Sunday, March 15, 2009

TMT

The Modern Trotskyite is a blog I started after getting a number of inquiries on Twitter about who I was.  I'm not famous, I'm not well-known, and I don't really think I'm all that special.  I'm a Junior at Florida State University in Tallahassee, FL.  I'm 22 years-old and live with my girlfriend.  I'm a History Major, but still exploring potential Minors.  My thoughts are currently swayed toward International Affairs.  I love history, particularly Russian and Asian history.  I am also interested in foreign languages, though particularly Spanish.  I can speak a little bit of it, and am continuing to learn it through courses at school.

I'm a lefty on the political spectrum.  I have read a lot of the old stuff, both liberal and conservative.  Going back to the French Revolution, and forward towards the creation of Conservatism, I read what Burke wrote about it and the American Revolution.  It seems to me that although the conservatives did have a few good points, I just can't find it within myself to agree with them.

It just really goes back to that whole, "those without property have no place in politics" bit.  It really tends to turn one off from a point of view. 

 Although Metternich's principles at the Congress of Vienna have been lauded for "restoring Europe," they also set back natural progressive social reform several generations.   The "Great Powers" completely ignored the liberal trends introduced in the Revolution.  None of the gains would be implemented and all that was built would be sacrificed to the sacred cow of "Order."  

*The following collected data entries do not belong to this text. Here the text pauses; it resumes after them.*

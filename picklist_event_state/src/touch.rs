// Copyright 2026 the Picklist Authors
// SPDX-License-Identifier: Apache-2.0 OR MIT

//! Tap recognition for touch input.
//!
//! A touch is a tap when it ends without having moved. Any move between start
//! and end marks the touch as dragging (the user is scrolling the page or the
//! menu), and its end is suppressed.
//!
//! ```
//! use picklist_event_state::touch::{TapResult, TapState};
//!
//! let mut state: TapState<u32> = TapState::new();
//!
//! state.on_start(None, 7);
//! assert_eq!(state.on_move(None), Some(7));
//! // Only the first move reports the transition.
//! assert_eq!(state.on_move(None), None);
//! assert_eq!(state.on_end(None), TapResult::Suppressed(Some(7)));
//! ```
//!
//! Each touch identifier is tracked independently, so a second finger does
//! not affect the first:
//! ```
//! # use picklist_event_state::touch::{TapResult, TapState, TouchId};
//! let mut state: TapState<u32> = TapState::new();
//! let one = TouchId::new(1).unwrap();
//! let two = TouchId::new(2).unwrap();
//!
//! state.on_start(Some(one), 10);
//! state.on_start(Some(two), 20);
//! state.on_move(Some(two));
//!
//! assert_eq!(state.on_end(Some(one)), TapResult::Tap(10));
//! assert_eq!(state.on_end(Some(two)), TapResult::Suppressed(Some(20)));
//! ```

use alloc::collections::BTreeMap;
use core::num::NonZeroU64;

/// Touch identifier for tracking concurrent touches.
pub type TouchId = NonZeroU64;

const PRIMARY: TouchId = NonZeroU64::MIN;

/// Tap-versus-drag state machine.
#[derive(Clone, Debug)]
pub struct TapState<K> {
    touches: BTreeMap<TouchId, Touch<K>>,
}

/// State for an active touch.
#[derive(Clone, Debug, PartialEq, Eq)]
pub struct Touch<K> {
    /// Target the touch started on
    pub target: K,
    /// True once the touch has moved
    pub dragging: bool,
}

/// Result of a touch end.
#[derive(Clone, Debug, PartialEq, Eq)]
pub enum TapResult<K> {
    /// The touch was a tap on the specified target
    Tap(K),
    /// The touch was a drag, or there was no active touch. Contains the start
    /// target when there was one.
    Suppressed(Option<K>),
}

impl<K: Clone> TapState<K> {
    /// Create an empty state.
    pub fn new() -> Self {
        Self {
            touches: BTreeMap::new(),
        }
    }

    /// Record a touch start on `target`.
    ///
    /// `touch` defaults to the primary touch when `None`. Restarting a touch
    /// that is still active resets its dragging flag.
    pub fn on_start(&mut self, touch: Option<TouchId>, target: K) {
        self.touches.insert(
            touch.unwrap_or(PRIMARY),
            Touch {
                target,
                dragging: false,
            },
        );
    }

    /// Record a touch move.
    ///
    /// Returns `Some(target)` when this move newly marks the touch as
    /// dragging, `None` otherwise.
    pub fn on_move(&mut self, touch: Option<TouchId>) -> Option<K> {
        let active = self.touches.get_mut(&touch.unwrap_or(PRIMARY))?;
        if active.dragging {
            return None;
        }
        active.dragging = true;
        Some(active.target.clone())
    }

    /// Process a touch end and decide whether it was a tap.
    pub fn on_end(&mut self, touch: Option<TouchId>) -> TapResult<K> {
        match self.touches.remove(&touch.unwrap_or(PRIMARY)) {
            Some(Touch {
                target,
                dragging: false,
            }) => TapResult::Tap(target),
            Some(Touch { target, .. }) => TapResult::Suppressed(Some(target)),
            None => TapResult::Suppressed(None),
        }
    }

    /// Forget a touch without producing a result.
    ///
    /// Returns `true` if a touch was active.
    pub fn cancel(&mut self, touch: Option<TouchId>) -> bool {
        self.touches.remove(&touch.unwrap_or(PRIMARY)).is_some()
    }

    /// Forget all touches.
    pub fn clear(&mut self) {
        self.touches.clear();
    }
}

impl<K: Clone> Default for TapState<K> {
    fn default() -> Self {
        Self::new()
    }
}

Although Europe had peace until about 1914, the Congress' reactionary tendencies muffled any real debate about it on the Continent.  This is what happens when reactionary conservatives are left to run the show.  The Revolution didn't die, they just buried it for a while.  

But why am I even talking about this?  What does it have to do with anything?  Well, I'm a big fan of the idea of progress.  Conservatives, then and now, believe in the restoration of a past that never was.  The "Good Ol' Days!" as they usually say.  In fact, Conservatism as an ideology is founded upon the idea that all that was good is in the past, dead and gone.

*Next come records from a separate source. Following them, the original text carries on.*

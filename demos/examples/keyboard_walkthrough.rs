// Copyright 2026 the Picklist Authors
// SPDX-License-Identifier: Apache-2.0 OR MIT

//! Keyboard-driven single select, rendered as text.
//!
//! This example shows how to:
//! - load a partial `SelectConfig` from JSON (unset fields keep defaults),
//! - drive `Select` with focus, typing, and navigation keys,
//! - act as a controlled host that stores every reported value,
//! - render the menu through a `Renderer`.
//!
//! Run:
//! - `cargo run -p picklist_demos --example keyboard_walkthrough`
//! - `RUST_LOG=picklist_select=trace cargo run -p picklist_demos --example keyboard_walkthrough`

use picklist_model::{Choice, ChoiceAccessor, ExternalValue};
use picklist_select::render::{
    ArrowSnapshot, ClearSnapshot, MenuContent, MenuSnapshot, RowSnapshot,
};
use picklist_select::{Effect, Event, Key, Props, Renderer, Select, SelectConfig};
use tracing_subscriber::EnvFilter;

/// Draws one line per row, marking focus and selection.
struct TextRenderer;

impl Renderer<Choice> for TextRenderer {
    type Output = String;

    fn row(&mut self, row: &RowSnapshot<'_, Choice>) -> String {
        let focus = if row.is_focused { '>' } else { ' ' };
        let check = if row.is_selected { '*' } else { ' ' };
        let note = if row.is_disabled { " (unavailable)" } else { "" };
        format!("  {focus}{check} {}{note}", row.label)
    }

    fn arrow(&mut self, arrow: ArrowSnapshot) -> String {
        let glyph = if arrow.is_open { "[^]" } else { "[v]" };
        glyph.to_string()
    }

    fn clear(&mut self, clear: ClearSnapshot<'_>) -> String {
        format!("[x {}]", clear.title)
    }

    fn menu(&mut self, menu: MenuSnapshot<'_, String>) -> String {
        match menu.content {
            MenuContent::Rows(rows) => rows.join("\n"),
            MenuContent::NoResults(text) => format!("  ({text})"),
        }
    }
}

fn main() {
    tracing_subscriber::fmt()
        .with_env_filter(
            EnvFilter::try_from_default_env()
                .unwrap_or_else(|_| EnvFilter::new("picklist_select=debug")),
        )
        .init();

    let config: SelectConfig = serde_json::from_str(
        r#"{ "simpleValue": true, "pageSize": 2, "placeholder": "Pick a fruit..." }"#,
    )
    .expect("valid config");

    let options = vec![
        Choice::new("apple", "Apple"),
        Choice::new("banana", "Banana"),
        Choice::new("cherry", "Cherry").disabled(),
        Choice::new("date", "Date"),
        Choice::new("elderberry", "Elderberry"),
    ];
    let mut value = ExternalValue::Absent;

    let mut select = Select::new(config, ChoiceAccessor).expect("config validates");
    select.mount(Props::new(&options, &value));

    let script = [
        ("focus", Event::InputFocus),
        ("Down (opens)", Event::key(Key::ArrowDown)),
        ("PageDown", Event::key(Key::PageDown)),
        ("Down (skips Cherry)", Event::key(Key::ArrowDown)),
        ("type \"an\"", Event::input("an")),
        ("Enter", Event::key(Key::Enter)),
        ("Up (reopens)", Event::key(Key::ArrowUp)),
        ("type \"zz\"", Event::input("zz")),
        ("Escape (closes)", Event::key(Key::Escape)),
        ("Escape (clears)", Event::key(Key::Escape)),
    ];

    for (label, event) in script {
        let response = select.handle(Props::new(&options, &value), event);
        println!("== {label}");
        for effect in &response.effects {
            println!("   effect: {effect:?}");
            if let Effect::Change(next) = effect {
                value = next.clone();
            }
        }
        select.receive(Props::new(&options, &value));

        let view = select.view();
        let shown = if view.shows_placeholder() {
            select.config().placeholder.clone()
        } else if !view.state.input_value.is_empty() {
            view.state.input_value.clone()
        } else {
            serde_json::to_string(&value).expect("value serializes")
        };
        let rendered = select.render(&mut TextRenderer);
        println!(
            "   [{shown}] {} {}",
            rendered.clear.unwrap_or_default(),
            rendered.arrow.unwrap_or_default()
        );
        if let Some(menu) = rendered.menu {
            println!("{menu}");
        }
    }
}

The founding principles of Conservatism, written by Burke, admit to no real plan to help society.  They have no real ideas of their own, only reactions to the ideas of others.  They reject abstract reason as a way to govern.  They believe in a government that is at once paternalist and filicidal at the same time.  

Throughout most of history, conservatives have been wrong.  That's really the only criticism I have.  It's just that you guys are incorrect, I'm sorry.  Conservatives originally opposed popular sovereignty, democracy, the popular vote, the end of the slave trade, women and black suffrage, and so on.  It's this belief that somehow, everything new is bad and everything old is good.  We should go back to the way our father's did things because...that's the way they did them (regardless of whether or not our father's had good jobs, health care, social security, etc.).

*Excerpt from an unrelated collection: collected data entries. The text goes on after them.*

// Copyright 2026 the Picklist Authors
// SPDX-License-Identifier: Apache-2.0 OR MIT

//! Value normalization between the caller's representation and an ordered
//! sequence of selected options.
//!
//! The caller owns the selected value and may express it as a bare key, a
//! delimiter-joined string (multi mode only), a list of keys or records, or
//! nothing at all. [`to_internal`] expands any of these into the selected
//! options, in order, and [`to_external`] reduces a selection back.
//!
//! ```
//! use picklist_model::{Choice, ChoiceAccessor, ExternalValue, ValueMode, to_internal};
//!
//! let options = [Choice::new("a", "A"), Choice::new("b", "B"), Choice::new("c", "C")];
//! let mode = ValueMode { multi: true, delimiter: ",", simple_value: false };
//!
//! let selected = to_internal(&ExternalValue::key("c,a,zz"), &options, &ChoiceAccessor, &mode);
//! // Unknown keys are dropped; order follows the external value.
//! assert_eq!(selected, vec![options[2].clone(), options[0].clone()]);
//! ```

use alloc::string::String;
use alloc::vec::Vec;

use crate::types::{Accessor, Scalar};

/// One entry of an external value: a key matched against option values, or a
/// record passed through as-is.
#[derive(Clone, Debug, PartialEq, Eq)]
#[cfg_attr(
    feature = "serde",
    derive(serde::Serialize, serde::Deserialize),
    serde(untagged)
)]
pub enum ValueItem<O> {
    /// Matched against the option value field.
    Key(Scalar),
    /// An option record.
    Record(O),
}

/// The caller-facing value of a control.
#[derive(Clone, Debug, PartialEq, Eq)]
#[cfg_attr(
    feature = "serde",
    derive(serde::Serialize, serde::Deserialize),
    serde(untagged)
)]
pub enum ExternalValue<O> {
    /// No value.
    Absent,
    /// A single key or record. In multi mode a string key is split on the
    /// configured delimiter.
    One(ValueItem<O>),
    /// A list of keys and/or records.
    Many(Vec<ValueItem<O>>),
}

impl<O> Default for ExternalValue<O> {
    fn default() -> Self {
        Self::Absent
    }
}

impl<O> ExternalValue<O> {
    /// A single key.
    pub fn key(key: impl Into<Scalar>) -> Self {
        Self::One(ValueItem::Key(key.into()))
    }

    /// A list of keys.
    pub fn keys<K: Into<Scalar>>(keys: impl IntoIterator<Item = K>) -> Self {
        Self::Many(keys.into_iter().map(|k| ValueItem::Key(k.into())).collect())
    }

    /// A single record.
    pub fn record(record: O) -> Self {
        Self::One(ValueItem::Record(record))
    }

    /// A list of records.
    pub fn records(records: impl IntoIterator<Item = O>) -> Self {
        Self::Many(records.into_iter().map(ValueItem::Record).collect())
    }

    /// Whether this value counts as present.
    ///
    /// Absent values, the empty string, and empty lists are not.
    pub fn is_valid(&self) -> bool {
        match self {
            Self::Absent => false,
            Self::One(ValueItem::Key(k)) => !k.is_empty_str(),
            Self::One(ValueItem::Record(_)) => true,
            Self::Many(items) => !items.is_empty(),
        }
    }
}

/// How a control shapes its value.
#[derive(Copy, Clone, Debug, PartialEq, Eq)]
pub struct ValueMode<'a> {
    /// Multi-value control.
    pub multi: bool,
    /// Separator for delimiter-joined values.
    pub delimiter: &'a str,
    /// Reduce emitted values to their value fields.
    pub simple_value: bool,
}

impl Default for ValueMode<'_> {
    fn default() -> Self {
        Self {
            multi: false,
            delimiter: ",",
            simple_value: false,
        }
    }
}

/// Expand an external value into the ordered sequence of selected options.
///
/// Keys resolve by linear search over `options` on the value field; keys with
/// no match are dropped. Pieces of a delimiter-joined string match on the
/// textual form of the value field. Records pass through unchanged.
pub fn to_internal<O, A>(
    external: &ExternalValue<O>,
    options: &[O],
    accessor: &A,
    mode: &ValueMode<'_>,
) -> Vec<O>
where
    O: Clone,
    A: Accessor<O> + ?Sized,
{
    let mut out = Vec::new();
    match external {
        ExternalValue::Absent => {}
        ExternalValue::One(ValueItem::Key(Scalar::Str(joined))) if mode.multi => {
            for piece in joined.split(mode.delimiter) {
                if let Some(option) = options.iter().find(|o| {
                    accessor
                        .value(o)
                        .is_some_and(|v| v.text().as_ref() == piece)
                }) {
                    out.push(option.clone());
                }
            }
        }
        ExternalValue::One(item) => out.extend(expand(item, options, accessor)),
        ExternalValue::Many(items) => {
            let items = if mode.multi { &items[..] } else { &items[..items.len().min(1)] };
            out.extend(items.iter().filter_map(|i| expand(i, options, accessor)));
        }
    }
    out
}

fn expand<O, A>(item: &ValueItem<O>, options: &[O], accessor: &A) -> Option<O>
where
    O: Clone,
    A: Accessor<O> + ?Sized,
{
    match item {
        ValueItem::Record(record) => Some(record.clone()),
        ValueItem::Key(key) => options
            .iter()
            .find(|o| accessor.value(o) == Some(key))
            .cloned(),
    }
}

/// Reduce a selection to the external representation.
///
/// With `simple_value` each option is reduced to its value field: joined by
/// the delimiter in multi mode, bare in single mode. Otherwise the records are
/// returned unchanged.
pub fn to_external<O, A>(internal: &[O], accessor: &A, mode: &ValueMode<'_>) -> ExternalValue<O>
where
    O: Clone,
    A: Accessor<O> + ?Sized,
{
    match (mode.multi, mode.simple_value) {
        (true, true) => {
            let mut joined = String::new();
            for (i, option) in internal.iter().enumerate() {
                if i > 0 {
                    joined.push_str(mode.delimiter);
                }
                if let Some(v) = accessor.value(option) {
                    joined.push_str(&v.text());
                }
            }
            ExternalValue::key(joined)
        }
        (true, false) => ExternalValue::records(internal.iter().cloned()),
        (false, true) => match internal.first().and_then(|o| accessor.value(o)) {
            Some(v) => ExternalValue::key(v.clone()),
            None => ExternalValue::Absent,
        },
        (false, false) => match internal.first() {
            Some(o) => ExternalValue::record(o.clone()),
            None => ExternalValue::Absent,
        },
    }
}

/// Selection after committing `candidate`: replaces the value in single mode,
/// appends in multi mode.
pub fn commit<O: Clone>(current: &[O], candidate: O, multi: bool) -> Vec<O> {
    if !multi {
        return alloc::vec![candidate];
    }
    let mut next = Vec::with_capacity(current.len() + 1);
    next.extend_from_slice(current);
    next.push(candidate);
    next
}

/// Selection after removing the last option, or `None` when there is nothing
/// to remove or the last option is pinned (`clearable_value == Some(false)`).
pub fn pop<O, A>(current: &[O], accessor: &A) -> Option<Vec<O>>
where
    O: Clone,
    A: Accessor<O> + ?Sized,
{
    let (last, rest) = current.split_last()?;
    if accessor.clearable_value(last) == Some(false) {
        return None;
    }
    Some(rest.to_vec())
}

/// Selection without `option`.
pub fn remove<O, A>(current: &[O], option: &O, accessor: &A) -> Vec<O>
where
    O: Clone + PartialEq,
    A: Accessor<O> + ?Sized,
{
    current
        .iter()
        .filter(|o| !accessor.same(o, option))
        .cloned()
        .collect()
}

/// Value assigned when the control is cleared.
///
/// Returns `configured` when set, otherwise the reduction of an empty
/// selection (an empty list in multi mode, absent in single mode).
pub fn reset<O, A>(
    configured: Option<&ExternalValue<O>>,
    accessor: &A,
    mode: &ValueMode<'_>,
) -> ExternalValue<O>
where
    O: Clone,
    A: Accessor<O> + ?Sized,
{
    match configured {
        Some(value) => value.clone(),
        None => to_external(&[], accessor, mode),
    }
}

It's this glorification of the past that I don't understand.  I get Traditionalism, wanting to have things you cherish.  I get that.  I even get why you'd be interested in the past.  Heck, I LOVE history.  But you have to learn from it, grow from it.  Conservatives hold the line against rational progress.

That's not to say that conservatives are the only ones who are at times overzealous.  I don't really think I need to mention the Bolsheviks.  But looking from the past the foundations of conservativsm, let's look at its' present.

The current most widely-known American conservatives are probably George Bush, Karl Rove, Newt Gingrich, Rush Limbaugh, Sean Hannity and Bill O'Reilly.  You have these guys going on TV daily, on only one television network (guess), and spewing hateful garbage about the progressive cause.  They advocate torture of prisoners, military action against Iran & Iraq, capital punishment, banning abortion, slashing funding for schools (because they are "controlled by unions!"), escalation of the war on drugs, banning of research on stem cells, outlawing gay marriage, and on and on.  I don't believe in any of it.  

When laid out bare for all to see, the core values and views of conservatism just make me ill.  That's who I am, that's what I think, and so there's your explanation.

All that being said, I love to talk to conservatives.  I love them as people, I think they deserve the best in life just like everyone else.  I will treat you respectfully as long as you do the same.